◆ Required work: Every line of the listing that holds the word "TopicStore" should be returned.

◆ Records for the task:
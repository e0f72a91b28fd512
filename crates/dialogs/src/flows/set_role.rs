use {async_trait::async_trait, lorebot_common::Role};

use crate::{
    effects::DomainEffect,
    error::{Error, Result},
    event::{CallbackData, Event},
    flows::{Flow, StepContext, StepOutcome, advance},
    i18n::MessageKey,
    reply::{Button, Keyboard, Reply},
    session::{Session, Step, UserRef},
    store::UserRecord,
    validate::ValidationError,
};

/// `/setrole`: a user id or `@username`, then the role.
pub struct SetRoleFlow;

pub(crate) fn role_label(role: Role) -> MessageKey {
    match role {
        Role::Viewer => MessageKey::RoleViewer,
        Role::Editor => MessageKey::RoleEditor,
        Role::Admin => MessageKey::RoleAdmin,
    }
}

async fn find_user(ctx: &StepContext<'_>, query: &str) -> Result<Option<UserRecord>> {
    let users = &ctx.stores.users;
    let found = match query.strip_prefix('@') {
        Some(username) => users.find_user_by_username(username).await,
        None => match query.parse() {
            Ok(id) => users.get_user(id).await,
            Err(_) => users.find_user_by_username(query).await,
        },
    };
    found.map_err(Error::Persistence)
}

#[async_trait]
impl Flow for SetRoleFlow {
    async fn enter(&self, _ctx: &StepContext<'_>, _session: &Session) -> Result<StepOutcome> {
        Ok(StepOutcome::Prompt(vec![Reply::key(MessageKey::EnterUser)]))
    }

    async fn step(
        &self,
        ctx: &StepContext<'_>,
        session: &Session,
        event: &Event,
    ) -> Result<StepOutcome> {
        match session.step {
            Step::EnterUser => {
                let Some(query) = event.text() else {
                    return Ok(StepOutcome::Ignore);
                };
                let Some(user) = find_user(ctx, query).await? else {
                    return Ok(StepOutcome::reject(ValidationError::UnknownUser {
                        query: query.to_string(),
                    }));
                };
                if user.id == ctx.identity.id {
                    return Ok(StepOutcome::reject(ValidationError::OwnRole));
                }
                let buttons = Role::ALL
                    .iter()
                    .map(|role| Button::new(role_label(*role), CallbackData::Role(*role)));
                advance(
                    session,
                    Step::SelectRole,
                    session.accumulated.with_target_user(UserRef {
                        id: user.id,
                        display_name: user.display_name.clone(),
                    }),
                    Reply::key(MessageKey::ChooseRole)
                        .arg("name", &user.display_name)
                        .with_keyboard(Keyboard::row(buttons)),
                )
            },
            Step::SelectRole => {
                let Some(CallbackData::Role(role)) = event.callback() else {
                    return Ok(StepOutcome::Ignore);
                };
                let target = session.target_user()?;
                Ok(StepOutcome::complete(
                    Reply::key(MessageKey::RoleChanged)
                        .arg("name", &target.display_name)
                        .arg("role", role),
                    vec![DomainEffect::SetRole {
                        user: target.id,
                        role,
                    }],
                ))
            },
            _ => Ok(StepOutcome::Ignore),
        }
    }
}
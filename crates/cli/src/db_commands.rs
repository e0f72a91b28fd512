use std::path::Path;

use {lorebot_config::LorebotConfig, tracing::info};

/// Create the database if needed and apply pending migrations.
pub async fn migrate(config: &LorebotConfig, data_dir: &Path) -> anyhow::Result<()> {
    let url = database_url(config, data_dir)?;
    let pool = lorebot_store::connect(&url).await?;
    lorebot_store::run_migrations(&pool).await?;
    pool.close().await;
    info!(url, "database migrations applied");
    println!("Migrations applied.");
    Ok(())
}

/// Database URL, creating the data directory for the default location.
pub fn database_url(config: &LorebotConfig, data_dir: &Path) -> anyhow::Result<String> {
    if config.storage.database_url.is_none() {
        std::fs::create_dir_all(data_dir)?;
    }
    Ok(config.storage.resolve_url(data_dir))
}
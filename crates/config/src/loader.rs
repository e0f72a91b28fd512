use std::path::{Path, PathBuf};

use tracing::{debug, warn};

use crate::{env_subst::substitute_env, schema::LorebotConfig};

/// Standard config file names, checked in order.
const CONFIG_FILENAMES: &[&str] = &[
    "lorebot.toml",
    "lorebot.yaml",
    "lorebot.yml",
    "lorebot.json",
];

/// Load config from the given path (any supported format).
pub fn load_config(path: &Path) -> anyhow::Result<LorebotConfig> {
    let raw = std::fs::read_to_string(path)
        .map_err(|e| anyhow::anyhow!("failed to read {}: {e}", path.display()))?;
    let raw = substitute_env(&raw);
    parse_config(&raw, path)
}

/// Discover and load config from standard locations.
///
/// Search order:
/// 1. `./lorebot.{toml,yaml,yml,json}`
/// 2. `~/.config/lorebot/lorebot.{toml,yaml,yml,json}`
///
/// Returns `LorebotConfig::default()` when nothing is found or the file fails
/// to parse (the failure is logged).
pub fn discover_and_load() -> LorebotConfig {
    let Some(path) = find_config_file() else {
        debug!("no config file found, using defaults");
        return LorebotConfig::default();
    };
    debug!(path = %path.display(), "loading config");
    match load_config(&path) {
        Ok(cfg) => cfg,
        Err(e) => {
            warn!(path = %path.display(), error = %e, "failed to load config, using defaults");
            LorebotConfig::default()
        },
    }
}

fn find_config_file() -> Option<PathBuf> {
    let local = CONFIG_FILENAMES.iter().map(PathBuf::from);
    let global = config_dir()
        .into_iter()
        .flat_map(|dir| CONFIG_FILENAMES.iter().map(move |name| dir.join(name)));
    local.chain(global).find(|p| p.exists())
}

/// User-global config directory (`~/.config/lorebot/`).
pub fn config_dir() -> Option<PathBuf> {
    directories::ProjectDirs::from("", "", "lorebot").map(|d| d.config_dir().to_path_buf())
}

/// Data directory (holds the SQLite database). An explicit override wins.
pub fn data_dir(override_dir: Option<&Path>) -> PathBuf {
    if let Some(dir) = override_dir {
        return dir.to_path_buf();
    }
    directories::ProjectDirs::from("", "", "lorebot")
        .map(|d| d.data_dir().to_path_buf())
        .unwrap_or_else(|| PathBuf::from("."))
}

fn parse_config(raw: &str, path: &Path) -> anyhow::Result<LorebotConfig> {
    let ext = path.extension().and_then(|e| e.to_str()).unwrap_or("toml");

    match ext {
        "toml" => Ok(toml::from_str(raw)?),
        "yaml" | "yml" => Ok(serde_yaml::from_str(raw)?),
        "json" => Ok(serde_json::from_str(raw)?),
        _ => anyhow::bail!("unsupported config format: .{ext}"),
    }
}
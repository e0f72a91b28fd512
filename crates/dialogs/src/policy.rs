//! Cancellation, conflict and failure handling shared by the dispatcher.

use {lorebot_common::UserId, tracing::error};

#[cfg(feature = "metrics")]
use lorebot_metrics::{counter, dialogs as dialog_metrics, labels};

use crate::{
    command::CommandKind,
    error::Error,
    factory::StartRejected,
    i18n::MessageKey,
    registry::SessionRegistry,
    reply::Reply,
    session::Session,
};

/// Remove the caller's session, if any, and produce the single
/// acknowledgement. Cancelling twice is harmless.
pub fn cancel(registry: &SessionRegistry, user: UserId) -> (Option<CommandKind>, Reply) {
    match registry.remove(user) {
        Some(session) => {
            #[cfg(feature = "metrics")]
            counter!(
                dialog_metrics::CANCELLATIONS_TOTAL,
                labels::COMMAND => session.kind.name()
            )
            .increment(1);
            (
                Some(session.kind),
                Reply::key(MessageKey::Cancelled).arg("command", session.kind),
            )
        },
        None => (None, Reply::key(MessageKey::NothingToCancel)),
    }
}

/// A second command while one is active: warn and keep the existing session.
pub fn conflict(active: CommandKind) -> Reply {
    #[cfg(feature = "metrics")]
    counter!(dialog_metrics::CONFLICTS_TOTAL, labels::COMMAND => active.name()).increment(1);
    Reply::key(MessageKey::AlreadyActive).arg("command", active)
}

pub fn rejected(rejection: &StartRejected) -> Reply {
    match rejection {
        StartRejected::UnknownCommand { name } => {
            Reply::key(MessageKey::UnknownCommand).arg("command", name)
        },
        StartRejected::Unauthorized { kind, .. } => {
            #[cfg(feature = "metrics")]
            counter!(dialog_metrics::UNAUTHORIZED_TOTAL, labels::COMMAND => kind.name())
                .increment(1);
            Reply::key(MessageKey::Unauthorized).arg("command", kind)
        },
    }
}

pub fn expired(kind: CommandKind) -> Reply {
    Reply::key(MessageKey::Expired).arg("command", kind)
}

/// The only text users see for unexpected failures.
pub fn generic_error() -> Reply {
    Reply::key(MessageKey::GenericError)
}

/// Log an unexpected failure with enough context to diagnose it.
pub fn report_failure(error: &Error, session: Option<&Session>, user: UserId) {
    match session {
        Some(session) => error!(
            user = %user,
            command = session.kind.name(),
            step = %session.step,
            error = %error,
            kind = error.kind(),
            "command failed"
        ),
        None => error!(user = %user, error = %error, kind = error.kind(), "dispatch failed"),
    }
}
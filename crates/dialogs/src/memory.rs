//! In-process store, used for `run --ephemeral` and in tests.

use std::{
    collections::{BTreeMap, BTreeSet, HashMap},
    sync::{RwLock, RwLockReadGuard, RwLockWriteGuard},
};

use {
    async_trait::async_trait,
    lorebot_common::{EntryId, Role, TopicId, UserId},
};

use crate::store::{
    Entry, EntryImage, EntryStore, ImageStore, NewEntry, NewTopic, SubscriptionStore, Topic,
    TopicStore, UserRecord, UserStore, now_epoch,
};

#[derive(Default)]
struct Inner {
    next_id: i64,
    topics: BTreeMap<TopicId, Topic>,
    entries: BTreeMap<EntryId, Entry>,
    images: HashMap<EntryId, EntryImage>,
    users: HashMap<UserId, UserRecord>,
    subscriptions: BTreeSet<(UserId, TopicId)>,
}

impl Inner {
    fn next_id(&mut self) -> i64 {
        self.next_id += 1;
        self.next_id
    }
}

#[derive(Default)]
pub struct MemoryStore {
    inner: RwLock<Inner>,
}

impl MemoryStore {
    pub fn new() -> Self {
        Self::default()
    }

    fn read(&self) -> RwLockReadGuard<'_, Inner> {
        self.inner.read().unwrap_or_else(|e| e.into_inner())
    }

    fn write(&self) -> RwLockWriteGuard<'_, Inner> {
        self.inner.write().unwrap_or_else(|e| e.into_inner())
    }
}

#[async_trait]
impl TopicStore for MemoryStore {
    async fn list_topics(&self) -> anyhow::Result<Vec<Topic>> {
        let mut topics: Vec<Topic> = self.read().topics.values().cloned().collect();
        topics.sort_by(|a, b| a.name_key.cmp(&b.name_key));
        Ok(topics)
    }

    async fn get_topic(&self, id: TopicId) -> anyhow::Result<Option<Topic>> {
        Ok(self.read().topics.get(&id).cloned())
    }

    async fn find_topic_by_key(&self, name_key: &str) -> anyhow::Result<Option<Topic>> {
        Ok(self
            .read()
            .topics
            .values()
            .find(|t| t.name_key == name_key)
            .cloned())
    }

    async fn create_topic(&self, topic: NewTopic) -> anyhow::Result<Topic> {
        let mut inner = self.write();
        if inner.topics.values().any(|t| t.name_key == topic.name_key) {
            anyhow::bail!("topic {:?} already exists", topic.name);
        }
        let id = TopicId(inner.next_id());
        let created = Topic {
            id,
            name: topic.name,
            name_key: topic.name_key,
            created_at: now_epoch(),
        };
        inner.topics.insert(id, created.clone());
        Ok(created)
    }
}

#[async_trait]
impl EntryStore for MemoryStore {
    async fn list_entries(&self, topic: TopicId) -> anyhow::Result<Vec<Entry>> {
        let mut entries: Vec<Entry> = self
            .read()
            .entries
            .values()
            .filter(|e| e.topic_id == topic)
            .cloned()
            .collect();
        entries.sort_by(|a, b| {
            (a.category.as_str(), &a.name_key).cmp(&(b.category.as_str(), &b.name_key))
        });
        Ok(entries)
    }

    async fn get_entry(&self, id: EntryId) -> anyhow::Result<Option<Entry>> {
        Ok(self.read().entries.get(&id).cloned())
    }

    async fn search_entries(&self, fragment_key: &str, limit: usize) -> anyhow::Result<Vec<Entry>> {
        let mut hits: Vec<Entry> = self
            .read()
            .entries
            .values()
            .filter(|e| e.name_key.contains(fragment_key))
            .cloned()
            .collect();
        hits.sort_by(|a, b| a.name_key.cmp(&b.name_key));
        hits.truncate(limit);
        Ok(hits)
    }

    async fn create_entry(&self, entry: NewEntry) -> anyhow::Result<Entry> {
        let mut inner = self.write();
        if !inner.topics.contains_key(&entry.topic_id) {
            anyhow::bail!("topic {} does not exist", entry.topic_id);
        }
        let taken = inner.entries.values().any(|e| {
            e.topic_id == entry.topic_id
                && e.category == entry.category
                && e.name_key == entry.name_key
        });
        if taken {
            anyhow::bail!("entry {:?} already exists in topic {}", entry.name, entry.topic_id);
        }
        let id = EntryId(inner.next_id());
        let now = now_epoch();
        let created = Entry {
            id,
            topic_id: entry.topic_id,
            name: entry.name,
            name_key: entry.name_key,
            content: entry.content,
            category: entry.category,
            author: entry.author,
            created_at: now,
            updated_at: now,
        };
        inner.entries.insert(id, created.clone());
        Ok(created)
    }

    async fn update_entry_content(
        &self,
        id: EntryId,
        content: &str,
    ) -> anyhow::Result<Option<Entry>> {
        let mut inner = self.write();
        Ok(inner.entries.get_mut(&id).map(|entry| {
            entry.content = content.to_string();
            entry.updated_at = now_epoch();
            entry.clone()
        }))
    }

    async fn delete_entry(&self, id: EntryId) -> anyhow::Result<bool> {
        let mut inner = self.write();
        inner.images.remove(&id);
        Ok(inner.entries.remove(&id).is_some())
    }
}

#[async_trait]
impl ImageStore for MemoryStore {
    async fn get_image(&self, entry: EntryId) -> anyhow::Result<Option<EntryImage>> {
        Ok(self.read().images.get(&entry).cloned())
    }

    async fn put_image(&self, image: EntryImage) -> anyhow::Result<()> {
        let mut inner = self.write();
        if !inner.entries.contains_key(&image.entry_id) {
            anyhow::bail!("entry {} does not exist", image.entry_id);
        }
        inner.images.insert(image.entry_id, image);
        Ok(())
    }

    async fn delete_image(&self, entry: EntryId) -> anyhow::Result<()> {
        self.write().images.remove(&entry);
        Ok(())
    }
}

#[async_trait]
impl UserStore for MemoryStore {
    async fn get_user(&self, id: UserId) -> anyhow::Result<Option<UserRecord>> {
        Ok(self.read().users.get(&id).cloned())
    }

    async fn find_user_by_username(&self, username: &str) -> anyhow::Result<Option<UserRecord>> {
        Ok(self
            .read()
            .users
            .values()
            .find(|u| {
                u.username
                    .as_deref()
                    .is_some_and(|name| name.eq_ignore_ascii_case(username))
            })
            .cloned())
    }

    async fn upsert_user(&self, user: UserRecord) -> anyhow::Result<()> {
        self.write().users.insert(user.id, user);
        Ok(())
    }

    async fn set_role(&self, id: UserId, role: Role) -> anyhow::Result<bool> {
        Ok(self
            .write()
            .users
            .get_mut(&id)
            .map(|user| user.role = role)
            .is_some())
    }
}

#[async_trait]
impl SubscriptionStore for MemoryStore {
    async fn subscribe(&self, user: UserId, topic: TopicId) -> anyhow::Result<bool> {
        Ok(self.write().subscriptions.insert((user, topic)))
    }

    async fn unsubscribe(&self, user: UserId, topic: TopicId) -> anyhow::Result<bool> {
        Ok(self.write().subscriptions.remove(&(user, topic)))
    }

    async fn subscribed_topics(&self, user: UserId) -> anyhow::Result<Vec<TopicId>> {
        Ok(self
            .read()
            .subscriptions
            .iter()
            .filter(|(u, _)| *u == user)
            .map(|(_, t)| *t)
            .collect())
    }

    async fn subscribers(&self, topic: TopicId) -> anyhow::Result<Vec<UserId>> {
        Ok(self
            .read()
            .subscriptions
            .iter()
            .filter(|(_, t)| *t == topic)
            .map(|(u, _)| *u)
            .collect())
    }
}
mod config_commands;
mod db_commands;
mod run;

use std::path::PathBuf;

use {
    clap::{Parser, Subcommand},
    lorebot_config::LorebotConfig,
    tracing::info,
    tracing_subscriber::{EnvFilter, fmt, layer::SubscriberExt, util::SubscriberInitExt},
};

#[derive(Parser)]
#[command(name = "lorebot", about = "lorebot: a lore-keeping Telegram bot", version)]
struct Cli {
    #[command(subcommand)]
    command: Option<Commands>,

    /// Log level (trace, debug, info, warn, error). `RUST_LOG` wins when set.
    #[arg(long, global = true, default_value = "info")]
    log_level: String,

    /// Output logs as JSON instead of human-readable.
    #[arg(long, global = true, default_value_t = false)]
    json_logs: bool,

    /// Config file (skips discovery in ./ and ~/.config/lorebot/).
    #[arg(long, global = true, env = "LOREBOT_CONFIG")]
    config: Option<PathBuf>,

    /// Data directory holding the default SQLite database.
    #[arg(long, global = true, env = "LOREBOT_DATA_DIR")]
    data_dir: Option<PathBuf>,
}

#[derive(Subcommand)]
enum Commands {
    /// Start every configured bot account (default when no subcommand is given).
    Run {
        /// Keep everything in memory; nothing survives a restart.
        #[arg(long)]
        ephemeral: bool,
    },
    /// Configuration inspection.
    Config {
        #[command(subcommand)]
        action: config_commands::ConfigAction,
    },
    /// Run database migrations and exit.
    Migrate,
}

fn init_telemetry(cli: &Cli) {
    let filter =
        EnvFilter::try_from_default_env().unwrap_or_else(|_| EnvFilter::new(&cli.log_level));

    let registry = tracing_subscriber::registry().with(filter);

    if cli.json_logs {
        registry
            .with(fmt::layer().json().with_target(true).with_thread_ids(false))
            .init();
    } else {
        registry
            .with(
                fmt::layer()
                    .with_target(false)
                    .with_thread_ids(false)
                    .with_ansi(true),
            )
            .init();
    }
}

/// An explicit `--config` must load; discovery falls back to defaults.
fn load_config(cli: &Cli) -> anyhow::Result<LorebotConfig> {
    match &cli.config {
        Some(path) => lorebot_config::load_config(path),
        None => Ok(lorebot_config::discover_and_load()),
    }
}

#[tokio::main]
async fn main() -> anyhow::Result<()> {
    dotenvy::dotenv().ok();
    let cli = Cli::parse();
    init_telemetry(&cli);

    info!(version = env!("CARGO_PKG_VERSION"), "lorebot starting");

    let config = load_config(&cli)?;
    let data_dir = lorebot_config::data_dir(cli.data_dir.as_deref());

    match cli.command {
        None => run::run(config, data_dir, false).await,
        Some(Commands::Run { ephemeral }) => run::run(config, data_dir, ephemeral).await,
        Some(Commands::Config { action }) => config_commands::handle_config(action, &config),
        Some(Commands::Migrate) => db_commands::migrate(&config, &data_dir).await,
    }
}
use async_trait::async_trait;

use crate::{
    effects::DomainEffect,
    error::Result,
    event::Event,
    flows::{
        Flow, Picked, StepContext, StepOutcome, advance, advance_to_entry_selection, pick_entry,
        pick_topic, prompt_for_topic,
    },
    i18n::MessageKey,
    reply::Reply,
    session::{EntryRef, Session, Step},
};

/// `/entryimage`: topic, entry, then the image.
pub struct EntryImageFlow;

#[async_trait]
impl Flow for EntryImageFlow {
    async fn enter(&self, ctx: &StepContext<'_>, _session: &Session) -> Result<StepOutcome> {
        prompt_for_topic(ctx).await
    }

    async fn step(
        &self,
        ctx: &StepContext<'_>,
        session: &Session,
        event: &Event,
    ) -> Result<StepOutcome> {
        match session.step {
            Step::SelectTopic => match pick_topic(ctx, event).await? {
                Picked::Found(topic) => advance_to_entry_selection(ctx, session, &topic).await,
                Picked::Gone(outcome) => Ok(outcome),
                Picked::NotOffered => Ok(StepOutcome::Ignore),
            },
            Step::SelectEntry => match pick_entry(ctx, session, event).await? {
                Picked::Found(entry) => advance(
                    session,
                    Step::AttachImage,
                    session.accumulated.with_entry(EntryRef::from(&entry)),
                    Reply::key(MessageKey::SendImage).arg("name", &entry.name),
                ),
                Picked::Gone(outcome) => Ok(outcome),
                Picked::NotOffered => Ok(StepOutcome::Ignore),
            },
            Step::AttachImage => {
                let Event::Image { reference } = event else {
                    return Ok(StepOutcome::Ignore);
                };
                let entry = session.entry()?.clone();
                Ok(StepOutcome::complete(
                    Reply::key(MessageKey::ImageUpdated).arg("name", &entry.name),
                    vec![DomainEffect::SetEntryImage {
                        entry,
                        image: reference.clone(),
                    }],
                ))
            },
            _ => Ok(StepOutcome::Ignore),
        }
    }
}
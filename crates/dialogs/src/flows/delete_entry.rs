use async_trait::async_trait;

use crate::{
    effects::DomainEffect,
    error::Result,
    event::{CallbackData, Event},
    flows::{
        Flow, Picked, StepContext, StepOutcome, advance, advance_to_entry_selection, pick_entry,
        pick_topic, prompt_for_topic,
    },
    i18n::MessageKey,
    reply::{Button, Keyboard, Reply},
    session::{EntryRef, Session, Step},
};

/// `/deleteentry`: topic, entry, then an explicit confirmation.
pub struct DeleteEntryFlow;

#[async_trait]
impl Flow for DeleteEntryFlow {
    async fn enter(&self, ctx: &StepContext<'_>, _session: &Session) -> Result<StepOutcome> {
        prompt_for_topic(ctx).await
    }

    async fn step(
        &self,
        ctx: &StepContext<'_>,
        session: &Session,
        event: &Event,
    ) -> Result<StepOutcome> {
        match session.step {
            Step::SelectTopic => match pick_topic(ctx, event).await? {
                Picked::Found(topic) => advance_to_entry_selection(ctx, session, &topic).await,
                Picked::Gone(outcome) => Ok(outcome),
                Picked::NotOffered => Ok(StepOutcome::Ignore),
            },
            Step::SelectEntry => match pick_entry(ctx, session, event).await? {
                Picked::Found(entry) => {
                    let topic = session.topic()?;
                    advance(
                        session,
                        Step::Confirm,
                        session.accumulated.with_entry(EntryRef::from(&entry)),
                        Reply::key(MessageKey::ConfirmDelete)
                            .arg("name", &entry.name)
                            .arg("topic", &topic.name)
                            .with_keyboard(Keyboard::row([
                                Button::new(MessageKey::ButtonDelete, CallbackData::Confirm(true)),
                                Button::new(MessageKey::ButtonKeep, CallbackData::Confirm(false)),
                            ])),
                    )
                },
                Picked::Gone(outcome) => Ok(outcome),
                Picked::NotOffered => Ok(StepOutcome::Ignore),
            },
            Step::Confirm => {
                let entry = session.entry()?.clone();
                match event.callback() {
                    Some(CallbackData::Confirm(true)) => Ok(StepOutcome::complete(
                        Reply::key(MessageKey::EntryDeleted).arg("name", &entry.name),
                        vec![DomainEffect::DeleteEntry { entry }],
                    )),
                    Some(CallbackData::Confirm(false)) => Ok(StepOutcome::notice(
                        Reply::key(MessageKey::DeleteAborted).arg("name", &entry.name),
                    )),
                    _ => Ok(StepOutcome::Ignore),
                }
            },
            _ => Ok(StepOutcome::Ignore),
        }
    }
}

#[allow(clippy::unwrap_used, clippy::expect_used)]
#[cfg(test)]
mod tests {
    use {
        super::*,
        crate::{
            command::CommandKind,
            flows::test_support::{Fixture, advanced, first_key, tap, text},
            store::Category,
        },
        lorebot_common::Role,
    };

    async fn at_confirm(fx: &Fixture) -> (Session, EntryRef) {
        let topic = fx.topic("Ashfall").await;
        let entry = fx.entry(&topic, "Zed", Category::Standard).await;
        let ctx = fx.ctx();
        let s = fx.session(CommandKind::DeleteEntry);
        let s = advanced(DeleteEntryFlow.step(&ctx, &s, &tap(CallbackData::Topic(topic.id))).await.unwrap());
        let s = advanced(DeleteEntryFlow.step(&ctx, &s, &tap(CallbackData::Entry(entry.id))).await.unwrap());
        assert_eq!(s.step, Step::Confirm);
        (s, EntryRef::from(&entry))
    }

    #[tokio::test]
    async fn confirmation_yields_delete_effect() {
        let fx = Fixture::new(Role::Admin);
        let (s, entry) = at_confirm(&fx).await;
        let outcome = DeleteEntryFlow
            .step(&fx.ctx(), &s, &tap(CallbackData::Confirm(true)))
            .await
            .unwrap();
        let StepOutcome::Complete { replies, effects } = outcome else {
            panic!("expected completion");
        };
        assert_eq!(first_key(&replies), Some(MessageKey::EntryDeleted));
        assert_eq!(effects, vec![DomainEffect::DeleteEntry { entry }]);
    }

    #[tokio::test]
    async fn declining_finishes_without_effects() {
        let fx = Fixture::new(Role::Admin);
        let (s, _) = at_confirm(&fx).await;
        let outcome = DeleteEntryFlow
            .step(&fx.ctx(), &s, &tap(CallbackData::Confirm(false)))
            .await
            .unwrap();
        let StepOutcome::Complete { replies, effects } = outcome else {
            panic!("expected completion");
        };
        assert_eq!(first_key(&replies), Some(MessageKey::DeleteAborted));
        assert!(effects.is_empty());
    }

    #[tokio::test]
    async fn typed_yes_is_not_a_confirmation() {
        let fx = Fixture::new(Role::Admin);
        let (s, _) = at_confirm(&fx).await;
        let outcome = DeleteEntryFlow.step(&fx.ctx(), &s, &text("yes")).await.unwrap();
        assert!(matches!(outcome, StepOutcome::Ignore));
    }
}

◆ Exercise output:
    TopicStore, UserRecord, UserStore, now_epoch,
impl TopicStore for MemoryStore {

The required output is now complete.